Wednesday night I installed Snow Leopard on my production machine. It is a 2.4GHz 20-inch iMac that is used for the bulk of my computing. I have been using Snow Leopard for a few months on my MacBook but I try to keep that machine relatively clean, it is mostly used for browsing the web. So, up until Wednesday night I hadn’t really been able to spend a lot of time with Snow Leopard.
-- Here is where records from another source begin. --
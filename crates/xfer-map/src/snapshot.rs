//! Snapshot records of mapping state.
//!
//! These are what an outer persistence layer stores: one record per target
//! attribute carrying the bound attribute's name, the (possibly renamed)
//! target name, the mapping type, source field name and index, skip flag and
//! default literal. Restoring needs the live attributes of the entity, which
//! the records only name, so it goes through [`EntityMapping::restore`]
//! rather than a plain constructor.

use serde::{Deserialize, Serialize};
use tracing::warn;
use xfer_model::{AttributeRef, EntityAttribute};

use crate::attribute::{AttributeMapping, UNRESOLVED_SOURCE_INDEX};
use crate::entity::EntityMapping;
use crate::error::Result;
use crate::settings::SettingsSection;
use crate::types::MappingType;

const KEY_ATTRIBUTE: &str = "attribute";
const KEY_TARGET: &str = "targetAttribute";
const KEY_MAPPING_TYPE: &str = "mappingType";
const KEY_SOURCE_NAME: &str = "sourceAttribute";
const KEY_SOURCE_INDEX: &str = "sourceIndex";
const KEY_SKIP: &str = "skip";
const KEY_DEFAULT_VALUE: &str = "defaultValue";
const KEY_ENTITY: &str = "entity";

/// Trait for types that can be converted to a persistence snapshot.
pub trait ToSnapshot {
    /// The snapshot type.
    type Snapshot;

    /// Convert to a snapshot for persistence.
    fn to_snapshot(&self) -> Self::Snapshot;
}

/// Persisted form of one [`AttributeMapping`].
#[derive(Debug, Clone, PartialEq, Eq, Serialize, Deserialize)]
pub struct AttributeMappingRecord {
    /// Name of the live attribute the mapping is bound to.
    pub attribute: String,
    /// Target name, which differs from `attribute` after a rename.
    pub target_attribute: String,
    pub mapping_type: MappingType,
    pub source_attribute: Option<String>,
    /// [`UNRESOLVED_SOURCE_INDEX`] when unresolved.
    pub source_index: i64,
    pub skip: bool,
    pub default_value: Option<String>,
}

impl AttributeMappingRecord {
    /// Source position, treating every negative value as unresolved.
    pub fn source_index(&self) -> Option<usize> {
        usize::try_from(self.source_index).ok()
    }

    pub fn write_to(&self, section: &mut SettingsSection) {
        section.put(KEY_ATTRIBUTE, self.attribute.as_str());
        section.put(KEY_TARGET, self.target_attribute.as_str());
        section.put(KEY_MAPPING_TYPE, self.mapping_type.title());
        match &self.source_attribute {
            Some(name) => section.put(KEY_SOURCE_NAME, name.as_str()),
            None => {
                section.remove(KEY_SOURCE_NAME);
            }
        }
        section.put_int(KEY_SOURCE_INDEX, self.source_index);
        section.put_bool(KEY_SKIP, self.skip);
        match &self.default_value {
            Some(value) => section.put(KEY_DEFAULT_VALUE, value.as_str()),
            None => {
                section.remove(KEY_DEFAULT_VALUE);
            }
        }
    }

    /// Read a record; target and mapping type are required, the rest default.
    /// A record without an attribute key is bound by its target name.
    pub fn read_from(section: &SettingsSection) -> Result<Self> {
        let target_attribute = section.require(KEY_TARGET)?.to_string();
        let mapping_type: MappingType = section.require(KEY_MAPPING_TYPE)?.parse()?;
        Ok(Self {
            attribute: section
                .get(KEY_ATTRIBUTE)
                .map_or_else(|| target_attribute.clone(), str::to_string),
            target_attribute,
            mapping_type,
            source_attribute: section.get(KEY_SOURCE_NAME).map(str::to_string),
            source_index: section
                .get_int(KEY_SOURCE_INDEX)?
                .unwrap_or(UNRESOLVED_SOURCE_INDEX),
            skip: section.get_bool(KEY_SKIP)?.unwrap_or(false),
            default_value: section.get(KEY_DEFAULT_VALUE).map(str::to_string),
        })
    }

    /// Copy the recorded binding onto `mapping`. The target name is left as is.
    pub fn apply_to(&self, mapping: &mut AttributeMapping) {
        mapping.set_mapping_type(self.mapping_type);
        mapping.set_source_attribute_name(self.source_attribute.clone());
        mapping.set_source_attribute_index(self.source_index());
        mapping.set_skip(self.skip);
        mapping.set_default_value(self.default_value.clone());
    }
}

impl ToSnapshot for AttributeMapping {
    type Snapshot = AttributeMappingRecord;

    fn to_snapshot(&self) -> AttributeMappingRecord {
        AttributeMappingRecord {
            attribute: self.target_attribute().name().to_string(),
            target_attribute: self.target_attribute_name().to_string(),
            mapping_type: self.mapping_type(),
            source_attribute: self.source_attribute_name().map(str::to_string),
            source_index: self.source_attribute_index_raw(),
            skip: self.is_skip(),
            default_value: self.default_value().map(str::to_string),
        }
    }
}

/// Persisted form of one [`EntityMapping`].
#[derive(Debug, Clone, PartialEq, Eq, Serialize, Deserialize)]
pub struct EntityMappingSnapshot {
    pub entity_name: String,
    pub attributes: Vec<AttributeMappingRecord>,
}

impl EntityMappingSnapshot {
    /// Write into a child section of `parent` named after the entity, with
    /// one grandchild section per attribute. Attribute sections left from an
    /// earlier save are replaced.
    pub fn write_to(&self, parent: &mut SettingsSection) {
        let section = parent.add_section(&self.entity_name);
        section.clear_sections();
        section.put(KEY_ENTITY, self.entity_name.as_str());
        for record in &self.attributes {
            record.write_to(section.add_section(&record.target_attribute));
        }
    }

    pub fn read_from(section: &SettingsSection) -> Result<Self> {
        let entity_name = section.require(KEY_ENTITY)?.to_string();
        let attributes = section
            .sections()
            .iter()
            .map(AttributeMappingRecord::read_from)
            .collect::<Result<Vec<_>>>()?;
        Ok(Self {
            entity_name,
            attributes,
        })
    }
}

impl ToSnapshot for EntityMapping {
    type Snapshot = EntityMappingSnapshot;

    fn to_snapshot(&self) -> EntityMappingSnapshot {
        EntityMappingSnapshot {
            entity_name: self.entity_name().to_string(),
            attributes: self
                .attribute_mappings()
                .iter()
                .map(AttributeMapping::to_snapshot)
                .collect(),
        }
    }
}

impl EntityMapping {
    /// Apply `snapshot` using the live `attributes` of the entity.
    ///
    /// Each record is matched to the live attribute it was bound to. Unless an
    /// entry already carries the record's target name, the attribute is looked
    /// up through [`Self::get_or_create_attribute_mapping`] and renamed to that
    /// target name. Records with no live attribute are skipped. Returns the
    /// number of records applied.
    pub fn restore(
        &mut self,
        snapshot: &EntityMappingSnapshot,
        attributes: &[AttributeRef],
    ) -> usize {
        let mut applied = 0;
        for record in &snapshot.attributes {
            let Some(attribute) = attributes.iter().find(|a| a.name() == record.attribute) else {
                warn!(
                    entity = %snapshot.entity_name,
                    attribute = %record.attribute,
                    "no live attribute for stored mapping"
                );
                continue;
            };
            if self.attribute_mapping(&record.target_attribute).is_none() {
                self.get_or_create_attribute_mapping(attribute)
                    .set_target_attribute_name(record.target_attribute.as_str());
            }
            if let Some(entry) = self.attribute_mapping_mut(&record.target_attribute) {
                record.apply_to(entry);
                applied += 1;
            }
        }
        applied
    }
}
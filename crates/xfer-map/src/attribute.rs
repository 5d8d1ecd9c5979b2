//! Binding of a single target attribute.

use std::sync::Arc;

use xfer_model::{AttributeRef, EntityAttribute, SourceField};

use crate::types::MappingType;

/// Sentinel for an unresolved source index in persisted settings.
pub const UNRESOLVED_SOURCE_INDEX: i64 = -1;

/// How one target attribute is fed during a transfer.
///
/// Holds a shared handle to the live attribute plus a copy of its name. The
/// copy is the matching key within an [`crate::EntityMapping`], so a binding
/// survives the attribute object being re-fetched from the database.
///
/// Fields belonging to different [`MappingType`] variants are independent:
/// changing the type never touches the source or default fields, and the
/// `skip` flag is never synchronized with [`MappingType::Skip`].
#[derive(Debug, Clone)]
pub struct AttributeMapping {
    target_attribute: AttributeRef,
    target_attribute_name: String,
    source_attribute_name: Option<String>,
    source_attribute_index: Option<usize>,
    skip: bool,
    default_value: Option<String>,
    mapping_type: MappingType,
}

impl AttributeMapping {
    /// Create an unresolved mapping for `attribute`.
    pub fn new(attribute: AttributeRef) -> Self {
        let target_attribute_name = attribute.name().to_string();
        Self {
            target_attribute: attribute,
            target_attribute_name,
            source_attribute_name: None,
            source_attribute_index: None,
            skip: false,
            default_value: None,
            mapping_type: MappingType::None,
        }
    }

    pub fn target_attribute(&self) -> &AttributeRef {
        &self.target_attribute
    }

    /// Matching key within the owning entity mapping.
    pub fn target_attribute_name(&self) -> &str {
        &self.target_attribute_name
    }

    /// Re-key this mapping without changing the attribute it references.
    pub fn set_target_attribute_name(&mut self, name: impl Into<String>) {
        self.target_attribute_name = name.into();
    }

    pub fn mapping_type(&self) -> MappingType {
        self.mapping_type
    }

    // No transition checks and no field clearing; see `MappingType`.
    pub fn set_mapping_type(&mut self, mapping_type: MappingType) {
        self.mapping_type = mapping_type;
    }

    pub fn source_attribute_name(&self) -> Option<&str> {
        self.source_attribute_name.as_deref()
    }

    pub fn set_source_attribute_name(&mut self, name: Option<String>) {
        self.source_attribute_name = name;
    }

    /// Position of the bound field in the source stream, `None` if unresolved.
    pub fn source_attribute_index(&self) -> Option<usize> {
        self.source_attribute_index
    }

    pub fn set_source_attribute_index(&mut self, index: Option<usize>) {
        self.source_attribute_index = index;
    }

    /// Source index with [`UNRESOLVED_SOURCE_INDEX`] standing in for `None`.
    pub fn source_attribute_index_raw(&self) -> i64 {
        self.source_attribute_index
            .and_then(|index| i64::try_from(index).ok())
            .unwrap_or(UNRESOLVED_SOURCE_INDEX)
    }

    pub fn is_skip(&self) -> bool {
        self.skip
    }

    pub fn set_skip(&mut self, skip: bool) {
        self.skip = skip;
    }

    pub fn default_value(&self) -> Option<&str> {
        self.default_value.as_deref()
    }

    pub fn set_default_value(&mut self, value: Option<String>) {
        self.default_value = value;
    }

    /// Bind to `field` and switch to [`MappingType::Import`].
    pub fn import_from(&mut self, field: &SourceField) {
        self.source_attribute_name = Some(field.name.clone());
        self.source_attribute_index = Some(field.index);
        self.mapping_type = MappingType::Import;
    }

    /// Import selected but no source position resolved.
    ///
    /// The transfer stage reports this as a configuration error, distinct
    /// from a target attribute that does not exist.
    pub fn is_unresolved_import(&self) -> bool {
        self.mapping_type == MappingType::Import && self.source_attribute_index.is_none()
    }

    /// True if both mappings reference the same live attribute object.
    pub fn references(&self, attribute: &AttributeRef) -> bool {
        Arc::ptr_eq(&self.target_attribute, attribute)
    }
}
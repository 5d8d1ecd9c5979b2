//! CLI argument definitions for the transfer mapping planner.

use std::path::PathBuf;

use clap::{Args, Parser, Subcommand, ValueEnum};
use clap_verbosity_flag::{Verbosity, WarnLevel};
use colorchoice_clap::Color;

#[derive(Parser)]
#[command(
    name = "xfer",
    version,
    about = "Plan how stream fields map onto a target table",
    long_about = "Resolve each column of a target table to an imported stream field,\n\
                  a literal default, or an explicit skip, and report whether the\n\
                  mapping is complete enough to run a transfer."
)]
pub struct Cli {
    #[command(subcommand)]
    pub command: Command,

    /// Adjust log verbosity (-v for info, -vv for debug, -q for errors only).
    #[command(flatten)]
    pub verbosity: Verbosity<WarnLevel>,

    /// Control ANSI color output (auto, always, never).
    #[command(flatten)]
    pub color: Color,

    /// Explicit log level (overrides -v/-q flags).
    #[arg(long = "log-level", value_enum, global = true)]
    pub log_level: Option<LogLevelArg>,

    /// Log output format (pretty for human, json for machine parsing).
    #[arg(
        long = "log-format",
        value_enum,
        default_value = "pretty",
        global = true
    )]
    pub log_format: LogFormatArg,

    /// Write logs to a file instead of stderr.
    #[arg(long = "log-file", value_name = "PATH", global = true)]
    pub log_file: Option<PathBuf>,
}

#[derive(Subcommand)]
pub enum Command {
    /// Build a mapping plan for one target table.
    Plan(PlanArgs),

    /// List the mapping types and their titles.
    Types,
}

#[derive(Args)]
pub struct PlanArgs {
    /// Target table as a dot-separated path (e.g. PUBLIC.CUSTOMERS).
    #[arg(long = "entity", value_name = "PATH")]
    pub entity: String,

    /// Target columns, in table order. Repeat or separate with commas.
    #[arg(
        long = "target",
        value_name = "COLUMN",
        value_delimiter = ',',
        required = true
    )]
    pub targets: Vec<String>,

    /// Source stream field names, in stream order.
    #[arg(
        long = "source",
        value_name = "FIELD",
        value_delimiter = ',',
        conflicts_with = "source_header"
    )]
    pub sources: Vec<String>,

    /// Delimited file whose header record lists the source fields.
    #[arg(long = "source-header", value_name = "FILE")]
    pub source_header: Option<PathBuf>,

    /// Field delimiter of the header file.
    #[arg(long = "delimiter", value_name = "CHAR", default_value = ",")]
    pub delimiter: char,

    /// Fill a column with a literal (COLUMN=VALUE).
    #[arg(long = "default", value_name = "COLUMN=VALUE")]
    pub defaults: Vec<String>,

    /// Leave a column out of the transfer.
    #[arg(long = "skip", value_name = "COLUMN", value_delimiter = ',')]
    pub skips: Vec<String>,

    /// Only bind source fields whose names match exactly.
    #[arg(long = "exact-case", conflicts_with = "ignore_separators")]
    pub exact_case: bool,

    /// Treat `_`, `-`, `.` and spaces as equal when binding by name.
    #[arg(long = "ignore-separators")]
    pub ignore_separators: bool,

    /// Output format for the plan.
    #[arg(long = "format", value_enum, default_value = "table")]
    pub format: PlanFormatArg,
}

#[derive(Clone, Copy, ValueEnum)]
pub enum PlanFormatArg {
    Table,
    Json,
}

/// CLI log level choices.
#[derive(Clone, Copy, ValueEnum)]
pub enum LogLevelArg {
    Error,
    Warn,
    Info,
    Debug,
    Trace,
}

/// CLI log format choices.
#[derive(Clone, Copy, ValueEnum)]
pub enum LogFormatArg {
    Pretty,
    Compact,
    Json,
}
//! Mapping plan construction for a single target table.

use std::path::Path;

use anyhow::{Context, Result, anyhow, bail};
use serde::Serialize;
use tracing::{debug, info};
use xfer_map::{
    AttributeMappingRecord, AutoBindOptions, EntityMapping, MappingSummary, MappingType,
    ToSnapshot, TransferMappingSet,
};
use xfer_model::{SourceFields, TableEntity};

/// Everything needed to plan one table.
#[derive(Debug, Clone, Default)]
pub struct PlanRequest {
    pub entity_path: String,
    pub targets: Vec<String>,
    pub sources: Vec<String>,
    /// `(column, literal)` pairs.
    pub defaults: Vec<(String, String)>,
    pub skips: Vec<String>,
    pub bind_options: AutoBindOptions,
}

/// Result of planning: the session's mapping set plus the planned table key.
#[derive(Debug)]
pub struct Plan {
    pub set: TransferMappingSet,
    pub entity_name: String,
    pub source_count: usize,
}

/// Serializable view of a plan.
#[derive(Debug, Clone, Serialize)]
pub struct PlanReport {
    pub entity: String,
    pub complete: bool,
    pub summary: MappingSummary,
    pub attributes: Vec<AttributeMappingRecord>,
}

impl Plan {
    pub fn mapping(&self) -> Option<&EntityMapping> {
        self.set.entity_mapping(&self.entity_name)
    }

    pub fn is_complete(&self) -> bool {
        self.set.is_complete()
    }

    pub fn report(&self) -> PlanReport {
        let (summary, attributes) = match self.mapping() {
            Some(mapping) => (mapping.summary(), mapping.to_snapshot().attributes),
            None => (MappingSummary::default(), Vec::new()),
        };
        PlanReport {
            entity: self.entity_name.clone(),
            complete: self.is_complete(),
            summary,
            attributes,
        }
    }
}

/// Build the plan.
///
/// Every target column gets an entry in table order. Explicit `--skip` and
/// `--default` choices are applied first; remaining columns are bound to
/// source fields by name.
pub fn build_plan(request: &PlanRequest) -> Result<Plan> {
    let table = TableEntity::parse_path(&request.entity_path)
        .with_context(|| format!("parse target entity '{}'", request.entity_path))?
        .with_column_names(request.targets.iter().cloned())
        .context("target columns")?;
    let attributes = table.attributes();
    let entity = table.into_ref();

    let mut set = TransferMappingSet::new();
    let mapping = set.get_or_create_entity_mapping(&entity);
    let entity_name = mapping.entity_name().to_string();
    for attribute in &attributes {
        mapping.get_or_create_attribute_mapping(attribute);
    }

    for column in &request.skips {
        mapping
            .attribute_mapping_mut(column)
            .ok_or_else(|| anyhow!("--skip names unknown target column '{column}'"))?
            .set_mapping_type(MappingType::Skip);
    }
    for (column, value) in &request.defaults {
        let entry = mapping
            .attribute_mapping_mut(column)
            .ok_or_else(|| anyhow!("--default names unknown target column '{column}'"))?;
        entry.set_mapping_type(MappingType::DefaultValue);
        entry.set_default_value(Some(value.clone()));
    }

    let sources = SourceFields::new(&request.sources);
    let bound = mapping.auto_bind(&sources, request.bind_options);
    info!(
        entity = %entity_name,
        targets = attributes.len(),
        sources = sources.len(),
        bound,
        complete = mapping.is_complete(),
        "planned attribute mappings"
    );

    Ok(Plan {
        set,
        entity_name,
        source_count: sources.len(),
    })
}

/// Parse a `COLUMN=VALUE` default. The value may be empty or contain `=`.
pub fn parse_default(raw: &str) -> Result<(String, String)> {
    let Some((column, value)) = raw.split_once('=') else {
        bail!("default '{raw}' is not of the form COLUMN=VALUE");
    };
    let column = column.trim();
    if column.is_empty() {
        bail!("default '{raw}' has an empty column name");
    }
    Ok((column.to_string(), value.to_string()))
}

/// Read only the header record of a delimited file.
pub fn read_source_header(path: &Path, delimiter: u8) -> Result<Vec<String>> {
    let mut reader = csv::ReaderBuilder::new()
        .delimiter(delimiter)
        .has_headers(true)
        .from_path(path)
        .with_context(|| format!("open source header {}", path.display()))?;
    let headers = reader
        .headers()
        .with_context(|| format!("read header record of {}", path.display()))?;
    let fields: Vec<String> = headers.iter().map(str::to_string).collect();
    debug!(path = %path.display(), fields = fields.len(), "read source header");
    Ok(fields)
}
//! Error types for mapping settings.

use thiserror::Error;

/// Errors from reading mapping settings.
///
/// Mapping lookups themselves never fail; only parsing externally supplied
/// settings data can.
#[derive(Error, Debug, Clone, PartialEq, Eq)]
#[non_exhaustive]
pub enum MappingError {
    /// Mapping type title not recognized.
    #[error("Unknown mapping type: {0}")]
    UnknownMappingType(String),

    /// Required key absent from a settings section.
    #[error("Missing setting '{key}' in section '{section}'")]
    MissingSetting {
        /// Section that was read.
        section: String,
        /// Key that was expected.
        key: String,
    },

    /// Value present but not parseable.
    #[error("Setting '{key}' has invalid value '{value}' (expected {expected})")]
    InvalidSetting {
        /// Key that was read.
        key: String,
        /// Raw stored value.
        value: String,
        /// What the value should have looked like.
        expected: &'static str,
    },
}

impl MappingError {
    /// Get the settings key associated with this error, if any.
    pub fn key(&self) -> Option<&str> {
        match self {
            Self::MissingSetting { key, .. } | Self::InvalidSetting { key, .. } => Some(key),
            Self::UnknownMappingType(_) => None,
        }
    }
}

pub type Result<T> = std::result::Result<T, MappingError>;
I’ve heard a lot of users complaining that Snow Leopard just isn’t worth the hassle to upgrade, they often compare it to a Windows service pack and wish that Apple had just been giving us these updates all along rather than waiting to release them in one fell swoop. But, here is the problem with this thought, Apple completely rewrote (at least) two major components of the operating system. Finder and QuickTime are brand new, pushing these updates out through Software Update would give people the false impression that there wouldn’t be any hiccups with their software. As most computer users know an OS upgrade is serious business, especially if you have to use your DVD drive to install it. There is a different perception that people have of a new operating system compared to a .x update. Apple needed that upgrade perception because they knew there would be incompatibilities.
I’m not just saying that Apple charged for this to cover their butts, because they didn’t. The move from Leopard to Snow Leopard might have been the biggest code change that Apple has done since the move from Classic to OS X. We’re talking about adding some pretty major new technologies (Grand Central Dispatch, OpenCL, etc.) alongside complete rewrites of major applications. For the work that Apple put into this and the changes that have actually been made I believe the hassle and the $29 fee is incredibly reasonable.
Granted I upgraded to Snow Leopard 5 days after it was released, but I only had a couple of headaches to deal with after upgrading. Not quite the awful hassle that some users have complained about. One of my 3rd party screensavers (that I wasn’t actually using) was incompatible with Snow Leopard, it was highlighted in grey when I visited System Preferences and when I tried to enable it I was simply told that it was incompatible with Snow Leopard and was asked if I wanted to move it to the trash. The second and final incompatibility was with a couple of AppleScripts that I had built to hide my Time Machine disk from my desktop. When I attempted to run them Snow Leopard told me that I needed Rosetta installed. The fix was simple, I opened them up in AppleScript Editor and re-saved them as an application.
At first I thought I might have just been one of the lucky ones, but Jim Dalrymple believes that Snow Leopard is the most compatible release ever. But, now we have the question as to whether or not Snow Leopard was a big enough upgrade to be worth popping in a DVD for it. Although Snow Leopard doesn’t have a lot of user-facing features with all of the new code behind the scenes I’m guessing that you will be glad to have upgraded in a month or so when you start seeing “Snow Leopard only” underneath some newly popular application’s download link.